Measuring current only, what you are missing is accuracy. You will only get a “good guess” for the amount of power being consumed. For best accuracy, you also need to monitor the voltage. Not only does monitoring the voltage improve the accuracy because voltage varies according to the load on the system and what your neighbours are using, it also allows the software to accurately calculate the “real power” (which is what you pay for) and which, for some things, is very much less than you think from knowing the current alone. Read the theory in the ‘Learn’ section here.

Getting the best accuracy is as much about careful calibration as anything else. All the components we use, from the c.t. and a.c. adapter down to individual resistors on the circuit board have a manufacturing tolerance: the value can vary from the nominal by a few percent. Calibration removes the effect of that variation.

You would use one of the sketches for the emonTx Shield, from Github.

Thanks for the info, appreciated.

Ah okay.

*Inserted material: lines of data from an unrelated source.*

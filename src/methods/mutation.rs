//! The topology-mutation operator catalog.

use serde::{Deserialize, Serialize};

/// A structural or parametric mutation applicable to a network.
///
/// Operators carry their own parameters. Every operator is a no-op when the
/// current topology offers no legal candidate; it never fails.
#[derive(Clone, Debug, PartialEq, Serialize, Deserialize)]
pub enum Mutation {
    /// Split a random connection with a new hidden node.
    AddNode,
    /// Remove a random hidden node and bridge its neighbors.
    SubNode {
        /// Re-home gates of the removed node's connections onto the bridges.
        keep_gates: bool,
    },
    /// Add a forward connection between two unconnected nodes.
    AddConn,
    /// Remove a forward connection, never isolating an endpoint.
    SubConn,
    /// Perturb a random connection weight by a delta in `[min, max]`.
    ModWeight { min: f64, max: f64 },
    /// Perturb a random non-input node bias by a delta in `[min, max]`.
    ModBias { min: f64, max: f64 },
    /// Reassign a random node's squash function.
    ModActivation {
        /// Allow output nodes to be mutated as well.
        mutate_output: bool,
    },
    /// Add a self-loop on a random hidden node.
    AddSelfConn,
    /// Remove a random self-loop.
    SubSelfConn,
    /// Assign a gater to a random ungated connection.
    AddGate,
    /// Remove the gater from a random gated connection.
    SubGate,
    /// Add a recurrent (backward-ordered) connection.
    AddBackConn,
    /// Remove a recurrent connection, never isolating an endpoint.
    SubBackConn,
    /// Exchange bias and squash between two random nodes.
    SwapNodes {
        /// Allow output nodes to take part in the swap.
        mutate_output: bool,
    },
}

impl Mutation {
    /// The full operator catalog with default parameters.
    pub fn all() -> Vec<Mutation> {
        vec![
            Mutation::AddNode,
            Mutation::SubNode { keep_gates: true },
            Mutation::AddConn,
            Mutation::SubConn,
            Mutation::ModWeight { min: -1.0, max: 1.0 },
            Mutation::ModBias { min: -1.0, max: 1.0 },
            Mutation::ModActivation { mutate_output: true },
            Mutation::AddGate,
            Mutation::SubGate,
            Mutation::AddSelfConn,
            Mutation::SubSelfConn,
            Mutation::AddBackConn,
            Mutation::SubBackConn,
            Mutation::SwapNodes { mutate_output: true },
        ]
    }

    /// The subset of operators that keep a network strictly feed-forward.
    pub fn feedforward() -> Vec<Mutation> {
        vec![
            Mutation::AddNode,
            Mutation::SubNode { keep_gates: true },
            Mutation::AddConn,
            Mutation::SubConn,
            Mutation::ModWeight { min: -1.0, max: 1.0 },
            Mutation::ModBias { min: -1.0, max: 1.0 },
            Mutation::ModActivation { mutate_output: true },
            Mutation::SwapNodes { mutate_output: true },
        ]
    }
}

#[cfg(test)]
mod tests {
    use super::*;

    #[test]
    fn test_catalog_sizes() {
        assert_eq!(Mutation::all().len(), 14);
        assert_eq!(Mutation::feedforward().len(), 8);
    }

    #[test]
    fn test_feedforward_excludes_recurrent_ops() {
        let ffw = Mutation::feedforward();
        assert!(!ffw.contains(&Mutation::AddSelfConn));
        assert!(!ffw.contains(&Mutation::AddBackConn));
        assert!(!ffw.contains(&Mutation::AddGate));
    }
}
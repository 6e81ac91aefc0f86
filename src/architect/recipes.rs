//! Named network layout recipes.

use rand::{Rng, SeedableRng};
use rand_chacha::ChaCha8Rng;

use super::builder::{ConnectPattern, GatePattern, Group, NetworkBuilder};
use super::layer::Layer;
use super::ArchitectError;
use crate::graph::{Network, NodeKind};
use crate::methods::{Activation, Mutation};

/// A feed-forward stack: consecutive layers fully connected.
///
/// Needs at least three layer sizes (input, hidden..., output).
pub fn perceptron(layers: &[usize]) -> Result<Network, ArchitectError> {
    if layers.len() < 3 {
        return Err(ArchitectError::MissingLayers {
            needed: 3,
            given: layers.len(),
        });
    }
    let mut builder = NetworkBuilder::new();
    let groups: Vec<Group> = layers.iter().map(|&size| builder.group(size)).collect();
    for pair in groups.windows(2) {
        builder.connect(&pair[0], &pair[1], ConnectPattern::AllToAll, None)?;
    }
    builder.build(&groups)
}

/// Options for the incremental random-growth recipe.
#[derive(Clone, Debug)]
pub struct RandomOptions {
    /// Total forward connections to grow towards; defaults to `hidden * 2`.
    pub connections: Option<usize>,
    /// Recurrent connections to add.
    pub back_connections: usize,
    /// Self-loops to add.
    pub self_connections: usize,
    /// Gates to assign.
    pub gates: usize,
    /// Seed for reproducible growth; random otherwise.
    pub seed: Option<u64>,
}

impl Default for RandomOptions {
    fn default() -> Self {
        Self {
            connections: None,
            back_connections: 0,
            self_connections: 0,
            gates: 0,
            seed: None,
        }
    }
}

/// Grow a network from a minimal input/output skeleton by repeatedly applying
/// structural mutation operators.
pub fn random(input: usize, hidden: usize, output: usize, options: &RandomOptions) -> Network {
    let mut network = Network::new(input, output);
    match options.seed {
        Some(seed) => grow(&mut network, hidden, options, &mut ChaCha8Rng::seed_from_u64(seed)),
        None => grow(&mut network, hidden, options, &mut rand::thread_rng()),
    }
    network
}

fn grow<R: Rng>(network: &mut Network, hidden: usize, options: &RandomOptions, rng: &mut R) {
    for _ in 0..hidden {
        network.mutate_with(&Mutation::AddNode, rng);
    }
    let connections = options.connections.unwrap_or(hidden * 2);
    for _ in 0..connections.saturating_sub(hidden) {
        network.mutate_with(&Mutation::AddConn, rng);
    }
    for _ in 0..options.back_connections {
        network.mutate_with(&Mutation::AddBackConn, rng);
    }
    for _ in 0..options.self_connections {
        network.mutate_with(&Mutation::AddSelfConn, rng);
    }
    for _ in 0..options.gates {
        network.mutate_with(&Mutation::AddGate, rng);
    }
}

/// Optional wiring of the LSTM recipe.
#[derive(Clone, Debug)]
pub struct LstmOptions {
    /// All-to-else recurrence between the memory cells of a block.
    pub memory_to_memory: bool,
    /// Feed the output layer back into every memory cell.
    pub output_to_memory: bool,
    /// Feed the output layer into every gate.
    pub output_to_gates: bool,
    /// Direct input-to-output connections.
    pub input_to_output: bool,
    /// Feed the raw input into the deeper blocks' memory cells.
    pub input_to_deep: bool,
}

impl Default for LstmOptions {
    fn default() -> Self {
        Self {
            memory_to_memory: false,
            output_to_memory: false,
            output_to_gates: false,
            input_to_output: true,
            input_to_deep: true,
        }
    }
}

/// A stack of LSTM-style memory blocks.
///
/// `layers` is input size, one or more block sizes, output size. The input,
/// forget and output gates gate the cell input, the cell self-loop and the
/// cell output respectively; gate biases start at 1 so every gate begins
/// open.
pub fn lstm(layers: &[usize], options: &LstmOptions) -> Result<Network, ArchitectError> {
    if layers.len() < 3 {
        return Err(ArchitectError::MissingLayers {
            needed: 3,
            given: layers.len(),
        });
    }

    let mut builder = NetworkBuilder::new();
    let input_layer = builder.group(layers[0]);
    builder.set_kind(&input_layer, NodeKind::Input);
    let output_layer = builder.group(layers[layers.len() - 1]);
    builder.set_kind(&output_layer, NodeKind::Output);

    let blocks = &layers[1..layers.len() - 1];
    let mut order: Vec<Group> = vec![input_layer];
    let mut previous = input_layer;

    for (i, &size) in blocks.iter().enumerate() {
        let last = i == blocks.len() - 1;

        let input_gate = builder.group(size);
        let forget_gate = builder.group(size);
        let memory_cell = builder.group(size);
        let output_gate = builder.group(size);
        let output_block = if last { output_layer } else { builder.group(size) };

        builder.set_bias(&input_gate, 1.0);
        builder.set_bias(&forget_gate, 1.0);
        builder.set_bias(&output_gate, 1.0);

        let input_conns =
            builder.connect(&previous, &memory_cell, ConnectPattern::AllToAll, None)?;
        builder.connect(&previous, &input_gate, ConnectPattern::AllToAll, None)?;
        builder.connect(&previous, &output_gate, ConnectPattern::AllToAll, None)?;
        builder.connect(&previous, &forget_gate, ConnectPattern::AllToAll, None)?;

        builder.connect(&memory_cell, &input_gate, ConnectPattern::AllToAll, None)?;
        builder.connect(&memory_cell, &forget_gate, ConnectPattern::AllToAll, None)?;
        builder.connect(&memory_cell, &output_gate, ConnectPattern::AllToAll, None)?;
        let forget_loop =
            builder.connect(&memory_cell, &memory_cell, ConnectPattern::OneToOne, None)?;
        let output_conns =
            builder.connect(&memory_cell, &output_block, ConnectPattern::AllToAll, None)?;

        builder.gate(&input_gate, &input_conns, GatePattern::Input);
        builder.gate(&forget_gate, &forget_loop, GatePattern::Selfloop);
        builder.gate(&output_gate, &output_conns, GatePattern::Output);

        if options.input_to_deep && i > 0 {
            let conns =
                builder.connect(&input_layer, &memory_cell, ConnectPattern::AllToAll, None)?;
            builder.gate(&input_gate, &conns, GatePattern::Input);
        }
        if options.memory_to_memory {
            let conns =
                builder.connect(&memory_cell, &memory_cell, ConnectPattern::AllToElse, None)?;
            builder.gate(&input_gate, &conns, GatePattern::Input);
        }
        if options.output_to_memory {
            let conns =
                builder.connect(&output_layer, &memory_cell, ConnectPattern::AllToAll, None)?;
            builder.gate(&input_gate, &conns, GatePattern::Input);
        }
        if options.output_to_gates {
            builder.connect(&output_layer, &input_gate, ConnectPattern::AllToAll, None)?;
            builder.connect(&output_layer, &forget_gate, ConnectPattern::AllToAll, None)?;
            builder.connect(&output_layer, &output_gate, ConnectPattern::AllToAll, None)?;
        }

        order.push(input_gate);
        order.push(forget_gate);
        order.push(memory_cell);
        order.push(output_gate);
        if !last {
            order.push(output_block);
        }
        previous = output_block;
    }

    if options.input_to_output {
        builder.connect(&input_layer, &output_layer, ConnectPattern::AllToAll, None)?;
    }
    order.push(output_layer);
    builder.build(&order)
}

/// A stack of GRU-style gated blocks.
pub fn gru(layers: &[usize]) -> Result<Network, ArchitectError> {
    if layers.len() < 3 {
        return Err(ArchitectError::MissingLayers {
            needed: 3,
            given: layers.len(),
        });
    }

    let mut builder = NetworkBuilder::new();
    let input_layer = builder.group(layers[0]);
    builder.set_kind(&input_layer, NodeKind::Input);
    let output_layer = builder.group(layers[layers.len() - 1]);
    builder.set_kind(&output_layer, NodeKind::Output);

    let mut order: Vec<Group> = vec![input_layer];
    let mut previous = input_layer;
    for &size in &layers[1..layers.len() - 1] {
        let layer = Layer::gru(&mut builder, size)?;
        layer.input(&mut builder, &previous)?;
        order.extend(layer.groups());
        previous = layer.output();
    }
    builder.connect(&previous, &output_layer, ConnectPattern::AllToAll, None)?;
    order.push(output_layer);
    builder.build(&order)
}

/// An auto-associative all-to-all pair of equal-size groups with a binary
/// step output.
pub fn hopfield(size: usize) -> Result<Network, ArchitectError> {
    let mut builder = NetworkBuilder::new();
    let input = builder.group(size);
    let output = builder.group(size);
    builder.connect(&input, &output, ConnectPattern::AllToAll, None)?;
    builder.set_kind(&input, NodeKind::Input);
    builder.set_kind(&output, NodeKind::Output);
    builder.set_squash(&output, Activation::Step);
    builder.build(&[input, output])
}

/// A NARX network: dense hidden layers fed by the current input plus delay
/// lines over the previous inputs and outputs.
pub fn narx(
    input_size: usize,
    hidden_layers: &[usize],
    output_size: usize,
    input_memory: usize,
    output_memory: usize,
) -> Result<Network, ArchitectError> {
    if hidden_layers.is_empty() {
        return Err(ArchitectError::MissingLayers { needed: 1, given: 0 });
    }

    let mut builder = NetworkBuilder::new();
    let input = Layer::dense(&mut builder, input_size);
    let output_mem = Layer::memory(&mut builder, output_size, output_memory)?;
    let hidden: Vec<Layer> = hidden_layers
        .iter()
        .map(|&size| Layer::dense(&mut builder, size))
        .collect();
    let input_mem = Layer::memory(&mut builder, input_size, input_memory)?;
    let output = Layer::dense(&mut builder, output_size);

    builder.set_kind(&input.output(), NodeKind::Input);
    builder.set_kind(&output.output(), NodeKind::Output);

    hidden[0].input(&mut builder, &input.output())?;
    input_mem.input(&mut builder, &input.output())?;
    builder.connect(
        &input_mem.output(),
        &hidden[0].output(),
        ConnectPattern::AllToAll,
        None,
    )?;
    for pair in hidden.windows(2) {
        pair[1].input(&mut builder, &pair[0].output())?;
    }
    output.input(&mut builder, &hidden[hidden.len() - 1].output())?;
    output_mem.input(&mut builder, &output.output())?;
    builder.connect(
        &output_mem.output(),
        &hidden[0].output(),
        ConnectPattern::AllToAll,
        None,
    )?;

    let mut order: Vec<Group> = Vec::new();
    order.extend(input.groups());
    order.extend(output_mem.groups());
    for layer in &hidden {
        order.extend(layer.groups());
    }
    order.extend(input_mem.groups());
    order.extend(output.groups());
    builder.build(&order)
}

I take it this is it: emonTx Arduino Shield SMT - Shop | OpenEnergyMonitor and the connectors I will self solder. The resistors etc are already soldered on which helps a lot

Noted thanks!

Thanks, I will get a ac-ac adapter to monitor voltage too then. I can buy the uk plug and use a international plug to just plug it in, should work? We have same 220v as uk here.

Great, something like this right: emontx-shield/firmware/Shield_CT1234_Voltage/Shield_CT1234_Voltage.ino at master · openenergymonitor/emontx-shield · GitHub
So in theory I get the shield, solder the connectors on, flash the above to my arduino and fit on the shield and it should work? (having connected CT sensor noting burden resistor removal if required, and using ac-ac to get voltage measurement)

No, The Shield SMT (Surface Mount) Is the Shield 2.5. This is the original through-hole version, no longer available:

Yes that will give you real power on 4 channels on a single phase. You’ll need to change the current calibration constant(s) (to 30.0) because of the different c.t.

Just look carefully at the photos first! Some (all?) go on the “wrong” side of the board.

If you want to use a wired serial data connection to a Raspberry Pi on which you run emonCMS, you can cheapen it further by not having the RFM module for the Shield, then you don’t need a RFM69Pi on your RPi either. But it will cost running a cable between the two.

1 Like

Thanks. So my shopping list is going to be:

I will need rf because I need to have emontx and raspi talking wireless, I cannot run wire between them.

Thanks for this, I will do so if I end up going with the 30A sensor, most likely will be the case.

Noted I will triple check before starting the soldering, thanks for the warning

Thanks again for your help and time, I appreciate it

1 Like

That looks to be correct. Don’t forget power supplies - the a.c. adapter does NOT power the Shield, so you still need power for the Arduino and (obviously) the RPi. It’s said that the 7 V power input (Is it, I’m not an Arduino expert) and the on-board regulator is cleaner than using the 5 V USB, so you get better more accurate low power readings. (This as another argument for using the 30 A c.t. if your current draw doesn’t exceed 30 A.)

1 Like

Ah yes, thanks.

No idea to be honest, I’m also no arduino expert. I will probably use the 7v power input anyway, but noted too thanks.

It is for a water geyser in the roof. Geyser is connected to a 20A circuit breaker on mainboard so 30A sensor sounds perfect. I want to start out monitoring its power use, then later connect it to a relay to turn it on/off via app. Much later I want to even see if there is a way to monitor water level and have relay connected water inlet to eventually make it heat up the minimum amount of water needed for given time of day. Maybe heat up whole geyser before shower time, but rest of the day heat up half or even less water since whole thing not required

That’s the general consensus AIUI.
The Arduino board uses a linear regulator vice a switching-mode device.